Extracted information:
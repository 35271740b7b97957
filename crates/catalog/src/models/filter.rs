//! Typed filter construction for product queries.
//!
//! Handlers never assemble raw store documents. They start from an empty
//! `ProductFilter` and conditionally add typed predicates; each store backend
//! translates the predicate set into its own query form. [`ProductFilter::matches`]
//! is the reference evaluation, used by the in-memory store and the unit
//! tests.

use rust_decimal::Decimal;

use kirana_core::{ProductId, Size};

use super::product::ProductRecord;

/// Sort direction for the price field, parsed from the `priceSort` query
/// parameter (`"1"` ascending, `"-1"` descending).
#[derive(Debug, Clone, Copy, PartialEq, Eq)]
pub enum PriceSort {
    Ascending,
    Descending,
}

impl PriceSort {
    /// Parse the literal `priceSort` parameter. Anything other than `"1"` or
    /// `"-1"` is rejected.
    #[must_use]
    pub fn parse(s: &str) -> Option<Self> {
        match s {
            "1" => Some(Self::Ascending),
            "-1" => Some(Self::Descending),
            _ => None,
        }
    }
}

/// A set of predicates over product records.
///
/// The empty filter matches everything. Range bounds are exclusive. The
/// sizes predicate is whole-sequence equality, not containment: a filter for
/// `[S]` only matches records whose sequence is exactly `[S]`.
#[derive(Debug, Clone, Default, PartialEq)]
pub struct ProductFilter {
    pub(crate) id: Option<ProductId>,
    pub(crate) title_exact: Option<String>,
    pub(crate) title_contains: Option<String>,
    pub(crate) sizes_exactly: Option<Vec<Size>>,
    pub(crate) price_above: Option<Decimal>,
    pub(crate) price_below: Option<Decimal>,
    pub(crate) active_only: bool,
    pub(crate) sort: Option<PriceSort>,
}

impl ProductFilter {
    /// Match a single record by identifier.
    #[must_use]
    pub fn with_id(mut self, id: ProductId) -> Self {
        self.id = Some(id);
        self
    }

    /// Match records whose title equals `title` exactly (case-sensitive).
    #[must_use]
    pub fn title_eq(mut self, title: String) -> Self {
        self.title_exact = Some(title);
        self
    }

    /// Match records whose title contains `fragment` (case-sensitive,
    /// unanchored).
    #[must_use]
    pub fn title_contains(mut self, fragment: String) -> Self {
        self.title_contains = Some(fragment);
        self
    }

    /// Match records whose size sequence equals `sizes` exactly.
    #[must_use]
    pub fn sizes_exactly(mut self, sizes: Vec<Size>) -> Self {
        self.sizes_exactly = Some(sizes);
        self
    }

    /// Match records with price strictly above `bound`.
    #[must_use]
    pub fn price_above(mut self, bound: Decimal) -> Self {
        self.price_above = Some(bound);
        self
    }

    /// Match records with price strictly below `bound`.
    #[must_use]
    pub fn price_below(mut self, bound: Decimal) -> Self {
        self.price_below = Some(bound);
        self
    }

    /// Restrict the filter to active (not soft-deleted) records.
    #[must_use]
    pub fn active_only(mut self) -> Self {
        self.active_only = true;
        self
    }

    /// Sort results by price.
    #[must_use]
    pub fn sort_by_price(mut self, sort: PriceSort) -> Self {
        self.sort = Some(sort);
        self
    }

    /// The requested sort, if any.
    #[must_use]
    pub const fn sort(&self) -> Option<PriceSort> {
        self.sort
    }

    /// Reference evaluation of the predicate set against one record.
    #[must_use]
    pub fn matches(&self, record: &ProductRecord) -> bool {
        if self.active_only && record.is_deleted {
            return false;
        }
        if let Some(id) = &self.id
            && record.id != *id
        {
            return false;
        }
        if let Some(title) = &self.title_exact
            && record.title != *title
        {
            return false;
        }
        if let Some(fragment) = &self.title_contains
            && !record.title.contains(fragment.as_str())
        {
            return false;
        }
        if let Some(sizes) = &self.sizes_exactly
            && record.available_sizes != *sizes
        {
            return false;
        }
        if let Some(bound) = self.price_above
            && record.price.amount() <= bound
        {
            return false;
        }
        if let Some(bound) = self.price_below
            && record.price.amount() >= bound
        {
            return false;
        }
        true
    }

    /// Sort records in place according to the filter's sort, if any.
    pub fn sort_records(&self, records: &mut [ProductRecord]) {
        match self.sort {
            Some(PriceSort::Ascending) => records.sort_by(|a, b| a.price.cmp(&b.price)),
            Some(PriceSort::Descending) => records.sort_by(|a, b| b.price.cmp(&a.price)),
            None => {}
        }
    }
}

#[cfg(test)]
#[allow(clippy::unwrap_used)]
mod tests {
    use super::*;
    use crate::models::product::test_record;

    const ID_A: &str = "64f0aa11bb22cc33dd44ee55";
    const ID_B: &str = "64f0aa11bb22cc33dd44ee56";

    #[test]
    fn empty_filter_matches_everything() {
        let record = test_record(ID_A, "Red Shirt", "19.5");
        assert!(ProductFilter::default().matches(&record));
    }

    #[test]
    fn active_only_excludes_deleted_records() {
        let mut record = test_record(ID_A, "Red Shirt", "19.5");
        record.is_deleted = true;
        assert!(!ProductFilter::default().active_only().matches(&record));
        assert!(ProductFilter::default().matches(&record));
    }

    #[test]
    fn id_predicate_is_exact() {
        let record = test_record(ID_A, "Red Shirt", "19.5");
        let id = ProductId::parse(ID_B).unwrap();
        assert!(!ProductFilter::default().with_id(id).matches(&record));
    }

    #[test]
    fn title_equality_is_case_sensitive() {
        let record = test_record(ID_A, "Red Shirt", "19.5");
        assert!(
            ProductFilter::default()
                .title_eq("Red Shirt".to_string())
                .matches(&record)
        );
        assert!(
            !ProductFilter::default()
                .title_eq("red shirt".to_string())
                .matches(&record)
        );
    }

    #[test]
    fn title_fragment_is_unanchored_substring() {
        let record = test_record(ID_A, "Red Shirt", "19.5");
        assert!(
            ProductFilter::default()
                .title_contains("d Sh".to_string())
                .matches(&record)
        );
        assert!(
            !ProductFilter::default()
                .title_contains("shirt".to_string())
                .matches(&record)
        );
    }

    #[test]
    fn sizes_predicate_is_whole_sequence_equality() {
        // test_record carries [S, M]; a single-element filter must not match
        let record = test_record(ID_A, "Red Shirt", "19.5");
        assert!(
            !ProductFilter::default()
                .sizes_exactly(vec![Size::S])
                .matches(&record)
        );
        assert!(
            ProductFilter::default()
                .sizes_exactly(vec![Size::S, Size::M])
                .matches(&record)
        );
    }

    #[test]
    fn price_bounds_are_exclusive() {
        let record = test_record(ID_A, "Red Shirt", "10");
        let ten = Decimal::from(10);

        assert!(!ProductFilter::default().price_above(ten).matches(&record));
        assert!(!ProductFilter::default().price_below(ten).matches(&record));
        assert!(
            ProductFilter::default()
                .price_above(Decimal::from(9))
                .price_below(Decimal::from(11))
                .matches(&record)
        );
    }

    #[test]
    fn sort_orders_by_price() {
        let mut records = vec![
            test_record(ID_A, "Shirt", "30"),
            test_record(ID_B, "Kurta", "10"),
        ];

        ProductFilter::default()
            .sort_by_price(PriceSort::Ascending)
            .sort_records(&mut records);
        assert_eq!(records[0].title, "Kurta");

        ProductFilter::default()
            .sort_by_price(PriceSort::Descending)
            .sort_records(&mut records);
        assert_eq!(records[0].title, "Shirt");
    }

    #[test]
    fn price_sort_parses_only_literal_flags() {
        assert_eq!(PriceSort::parse("1"), Some(PriceSort::Ascending));
        assert_eq!(PriceSort::parse("-1"), Some(PriceSort::Descending));
        assert_eq!(PriceSort::parse("2"), None);
        assert_eq!(PriceSort::parse("asc"), None);
    }
}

Task prompt: How many lines in the records above contain the word "Decimal"? Answer with the number alone.

Solution to this task: 8